_Task brief_
For the entries that follow, restate word for word the line containing "of commit content.", the line containing "let prefix = prefix.filter(|p|", and every line that lies between them.

_Saved data entries_
----

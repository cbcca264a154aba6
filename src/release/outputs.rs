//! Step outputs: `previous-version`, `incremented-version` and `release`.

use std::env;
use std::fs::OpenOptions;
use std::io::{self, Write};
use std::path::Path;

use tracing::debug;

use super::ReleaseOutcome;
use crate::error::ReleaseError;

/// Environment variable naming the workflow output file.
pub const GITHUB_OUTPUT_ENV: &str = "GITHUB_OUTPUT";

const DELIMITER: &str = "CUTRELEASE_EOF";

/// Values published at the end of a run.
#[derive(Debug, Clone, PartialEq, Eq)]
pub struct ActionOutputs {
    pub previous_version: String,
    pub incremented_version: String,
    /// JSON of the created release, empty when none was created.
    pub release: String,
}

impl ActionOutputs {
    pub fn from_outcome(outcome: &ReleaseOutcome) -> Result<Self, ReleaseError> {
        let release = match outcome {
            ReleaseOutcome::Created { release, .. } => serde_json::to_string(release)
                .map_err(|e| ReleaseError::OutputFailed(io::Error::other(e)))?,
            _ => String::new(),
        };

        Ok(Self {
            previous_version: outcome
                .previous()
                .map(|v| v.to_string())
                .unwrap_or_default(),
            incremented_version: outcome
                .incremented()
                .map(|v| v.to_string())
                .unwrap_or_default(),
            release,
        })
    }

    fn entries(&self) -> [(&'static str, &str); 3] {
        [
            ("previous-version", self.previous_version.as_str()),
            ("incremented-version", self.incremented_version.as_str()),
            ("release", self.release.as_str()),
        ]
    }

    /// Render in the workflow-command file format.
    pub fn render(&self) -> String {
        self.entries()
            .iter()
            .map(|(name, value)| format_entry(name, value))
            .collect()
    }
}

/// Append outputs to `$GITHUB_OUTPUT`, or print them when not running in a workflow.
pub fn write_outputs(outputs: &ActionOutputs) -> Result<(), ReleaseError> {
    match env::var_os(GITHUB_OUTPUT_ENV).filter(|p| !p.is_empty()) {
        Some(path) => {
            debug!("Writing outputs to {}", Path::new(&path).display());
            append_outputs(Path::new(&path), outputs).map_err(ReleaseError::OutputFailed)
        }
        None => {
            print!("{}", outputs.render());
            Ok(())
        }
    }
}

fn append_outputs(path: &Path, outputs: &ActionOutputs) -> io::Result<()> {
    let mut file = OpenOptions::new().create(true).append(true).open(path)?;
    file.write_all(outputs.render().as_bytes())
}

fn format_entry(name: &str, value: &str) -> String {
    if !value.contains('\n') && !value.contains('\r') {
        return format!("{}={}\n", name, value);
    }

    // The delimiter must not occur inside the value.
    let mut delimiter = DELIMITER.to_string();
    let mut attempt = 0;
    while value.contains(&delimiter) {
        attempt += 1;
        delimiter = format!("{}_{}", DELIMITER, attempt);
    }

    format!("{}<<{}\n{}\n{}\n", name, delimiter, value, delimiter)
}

----

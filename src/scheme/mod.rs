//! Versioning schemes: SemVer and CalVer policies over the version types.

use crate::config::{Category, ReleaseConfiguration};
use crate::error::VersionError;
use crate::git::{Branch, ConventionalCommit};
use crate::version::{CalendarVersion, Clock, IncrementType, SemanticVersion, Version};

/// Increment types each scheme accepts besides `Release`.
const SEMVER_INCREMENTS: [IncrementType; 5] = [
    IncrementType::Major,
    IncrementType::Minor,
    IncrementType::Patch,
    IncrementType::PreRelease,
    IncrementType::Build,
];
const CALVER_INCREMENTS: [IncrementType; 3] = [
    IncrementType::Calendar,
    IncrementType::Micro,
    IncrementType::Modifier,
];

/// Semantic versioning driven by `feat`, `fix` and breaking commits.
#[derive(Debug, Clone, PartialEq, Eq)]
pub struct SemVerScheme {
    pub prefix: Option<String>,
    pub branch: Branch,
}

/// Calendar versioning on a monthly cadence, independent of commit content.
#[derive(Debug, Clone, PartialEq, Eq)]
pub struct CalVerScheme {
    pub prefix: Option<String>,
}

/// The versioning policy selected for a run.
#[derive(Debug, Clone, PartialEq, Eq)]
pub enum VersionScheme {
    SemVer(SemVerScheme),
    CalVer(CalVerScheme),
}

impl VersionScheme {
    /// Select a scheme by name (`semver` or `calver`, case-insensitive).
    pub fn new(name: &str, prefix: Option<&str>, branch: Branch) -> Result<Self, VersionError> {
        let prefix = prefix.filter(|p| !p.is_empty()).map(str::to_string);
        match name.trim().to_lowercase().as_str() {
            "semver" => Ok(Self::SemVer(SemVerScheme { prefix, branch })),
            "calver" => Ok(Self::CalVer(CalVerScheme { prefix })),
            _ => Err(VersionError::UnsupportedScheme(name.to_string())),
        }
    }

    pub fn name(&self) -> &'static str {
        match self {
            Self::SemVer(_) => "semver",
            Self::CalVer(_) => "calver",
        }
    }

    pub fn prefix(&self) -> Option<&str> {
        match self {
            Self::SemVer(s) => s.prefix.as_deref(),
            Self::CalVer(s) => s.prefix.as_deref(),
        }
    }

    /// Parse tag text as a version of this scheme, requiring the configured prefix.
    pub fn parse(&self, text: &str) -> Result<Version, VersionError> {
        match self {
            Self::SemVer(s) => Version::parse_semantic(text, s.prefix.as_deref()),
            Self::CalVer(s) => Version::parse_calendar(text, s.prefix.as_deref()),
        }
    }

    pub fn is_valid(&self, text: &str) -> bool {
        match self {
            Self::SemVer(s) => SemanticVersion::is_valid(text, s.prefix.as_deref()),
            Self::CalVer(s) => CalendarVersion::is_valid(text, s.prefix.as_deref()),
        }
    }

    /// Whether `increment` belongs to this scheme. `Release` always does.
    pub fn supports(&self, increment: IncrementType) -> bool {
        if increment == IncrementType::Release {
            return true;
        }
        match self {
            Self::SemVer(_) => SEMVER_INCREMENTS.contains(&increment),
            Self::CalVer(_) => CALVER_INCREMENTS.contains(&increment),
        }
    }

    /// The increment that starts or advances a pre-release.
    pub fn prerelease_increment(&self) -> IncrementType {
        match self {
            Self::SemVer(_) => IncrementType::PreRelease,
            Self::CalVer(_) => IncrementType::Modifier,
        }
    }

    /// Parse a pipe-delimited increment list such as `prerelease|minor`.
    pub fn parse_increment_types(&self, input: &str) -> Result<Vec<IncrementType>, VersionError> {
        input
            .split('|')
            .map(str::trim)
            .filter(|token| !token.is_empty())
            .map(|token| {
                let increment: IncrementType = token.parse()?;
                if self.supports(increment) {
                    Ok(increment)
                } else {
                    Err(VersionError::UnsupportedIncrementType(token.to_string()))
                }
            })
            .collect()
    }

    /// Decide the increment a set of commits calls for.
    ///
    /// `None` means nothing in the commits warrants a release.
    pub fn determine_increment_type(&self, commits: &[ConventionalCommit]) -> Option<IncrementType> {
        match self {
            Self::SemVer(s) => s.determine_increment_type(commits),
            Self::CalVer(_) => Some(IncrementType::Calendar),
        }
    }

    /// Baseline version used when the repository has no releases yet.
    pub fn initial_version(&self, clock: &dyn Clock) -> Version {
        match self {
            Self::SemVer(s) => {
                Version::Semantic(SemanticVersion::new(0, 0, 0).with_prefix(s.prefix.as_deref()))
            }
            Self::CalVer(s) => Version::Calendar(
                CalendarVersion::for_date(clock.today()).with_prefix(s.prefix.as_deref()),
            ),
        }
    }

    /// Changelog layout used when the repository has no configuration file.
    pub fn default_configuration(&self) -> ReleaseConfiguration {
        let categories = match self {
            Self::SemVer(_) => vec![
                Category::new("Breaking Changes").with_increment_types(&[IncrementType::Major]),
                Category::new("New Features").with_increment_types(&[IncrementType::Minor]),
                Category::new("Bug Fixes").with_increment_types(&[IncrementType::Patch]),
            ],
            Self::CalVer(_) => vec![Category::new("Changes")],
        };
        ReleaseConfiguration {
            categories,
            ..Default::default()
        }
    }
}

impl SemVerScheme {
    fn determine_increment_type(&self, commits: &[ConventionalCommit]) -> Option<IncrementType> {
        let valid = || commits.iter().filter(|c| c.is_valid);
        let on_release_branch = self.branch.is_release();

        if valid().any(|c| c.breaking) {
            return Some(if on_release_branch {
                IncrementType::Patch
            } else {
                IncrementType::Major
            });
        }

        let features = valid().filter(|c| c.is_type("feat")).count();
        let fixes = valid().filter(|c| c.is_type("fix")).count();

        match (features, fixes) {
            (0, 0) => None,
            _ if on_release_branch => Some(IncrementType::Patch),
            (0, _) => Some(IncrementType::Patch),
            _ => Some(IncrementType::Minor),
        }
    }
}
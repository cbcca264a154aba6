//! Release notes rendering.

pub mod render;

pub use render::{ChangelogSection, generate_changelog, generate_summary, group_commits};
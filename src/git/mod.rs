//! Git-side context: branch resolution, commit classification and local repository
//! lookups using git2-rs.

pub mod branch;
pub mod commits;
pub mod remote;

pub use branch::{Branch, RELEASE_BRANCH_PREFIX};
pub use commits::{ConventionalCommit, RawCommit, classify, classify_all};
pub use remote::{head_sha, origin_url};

----

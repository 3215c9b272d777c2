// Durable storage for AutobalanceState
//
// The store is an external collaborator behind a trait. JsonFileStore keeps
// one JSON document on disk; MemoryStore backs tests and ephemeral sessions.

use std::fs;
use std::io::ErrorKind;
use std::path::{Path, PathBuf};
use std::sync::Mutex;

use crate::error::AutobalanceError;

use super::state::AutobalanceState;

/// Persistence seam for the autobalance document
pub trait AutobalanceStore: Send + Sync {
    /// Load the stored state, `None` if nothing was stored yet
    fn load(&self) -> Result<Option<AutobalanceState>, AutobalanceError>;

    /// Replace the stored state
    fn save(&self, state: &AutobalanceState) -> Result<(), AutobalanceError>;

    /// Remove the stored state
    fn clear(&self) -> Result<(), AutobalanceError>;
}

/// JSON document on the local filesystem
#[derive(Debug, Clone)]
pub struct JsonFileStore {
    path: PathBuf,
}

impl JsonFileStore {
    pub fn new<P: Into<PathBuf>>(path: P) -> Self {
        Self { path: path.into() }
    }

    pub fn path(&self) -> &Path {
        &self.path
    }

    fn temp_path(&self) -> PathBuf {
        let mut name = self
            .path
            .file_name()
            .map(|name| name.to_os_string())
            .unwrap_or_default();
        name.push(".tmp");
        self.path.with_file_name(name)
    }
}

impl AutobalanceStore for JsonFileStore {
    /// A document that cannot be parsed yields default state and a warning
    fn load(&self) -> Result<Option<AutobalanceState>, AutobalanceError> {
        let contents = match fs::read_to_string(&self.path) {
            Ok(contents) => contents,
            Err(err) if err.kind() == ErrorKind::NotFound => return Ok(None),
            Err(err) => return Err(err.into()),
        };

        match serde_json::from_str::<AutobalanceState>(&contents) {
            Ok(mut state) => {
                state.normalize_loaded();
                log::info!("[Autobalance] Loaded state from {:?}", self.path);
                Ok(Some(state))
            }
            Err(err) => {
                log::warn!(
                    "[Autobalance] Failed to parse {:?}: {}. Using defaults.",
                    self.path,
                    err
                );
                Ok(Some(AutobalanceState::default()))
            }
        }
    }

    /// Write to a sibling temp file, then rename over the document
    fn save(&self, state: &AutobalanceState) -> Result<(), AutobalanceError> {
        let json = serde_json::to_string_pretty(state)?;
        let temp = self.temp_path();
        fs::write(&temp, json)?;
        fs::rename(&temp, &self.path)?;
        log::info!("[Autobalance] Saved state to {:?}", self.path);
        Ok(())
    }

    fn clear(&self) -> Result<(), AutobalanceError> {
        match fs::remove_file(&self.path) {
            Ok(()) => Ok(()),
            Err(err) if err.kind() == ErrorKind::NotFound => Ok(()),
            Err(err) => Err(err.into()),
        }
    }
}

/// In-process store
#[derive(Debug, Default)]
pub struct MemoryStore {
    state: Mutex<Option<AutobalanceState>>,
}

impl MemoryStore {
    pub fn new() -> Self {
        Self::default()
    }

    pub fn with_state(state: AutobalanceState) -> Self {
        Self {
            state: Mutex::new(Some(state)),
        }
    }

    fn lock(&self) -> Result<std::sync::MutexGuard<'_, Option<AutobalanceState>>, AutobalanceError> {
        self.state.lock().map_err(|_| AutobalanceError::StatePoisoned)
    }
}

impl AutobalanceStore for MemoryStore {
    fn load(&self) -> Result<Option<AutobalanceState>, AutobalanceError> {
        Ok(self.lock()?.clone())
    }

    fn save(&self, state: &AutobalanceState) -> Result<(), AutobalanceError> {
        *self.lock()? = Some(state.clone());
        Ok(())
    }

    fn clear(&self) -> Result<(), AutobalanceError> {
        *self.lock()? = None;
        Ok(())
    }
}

----

_Result of this task_
/// Calendar versioning on a monthly cadence, independent of commit content.
#[derive(Debug, Clone, PartialEq, Eq)]
pub struct CalVerScheme {
    pub prefix: Option<String>,
}

/// The versioning policy selected for a run.
#[derive(Debug, Clone, PartialEq, Eq)]
pub enum VersionScheme {
    SemVer(SemVerScheme),
    CalVer(CalVerScheme),
}

impl VersionScheme {
    /// Select a scheme by name (`semver` or `calver`, case-insensitive).
    pub fn new(name: &str, prefix: Option<&str>, branch: Branch) -> Result<Self, VersionError> {
        let prefix = prefix.filter(|p| !p.is_empty()).map(str::to_string);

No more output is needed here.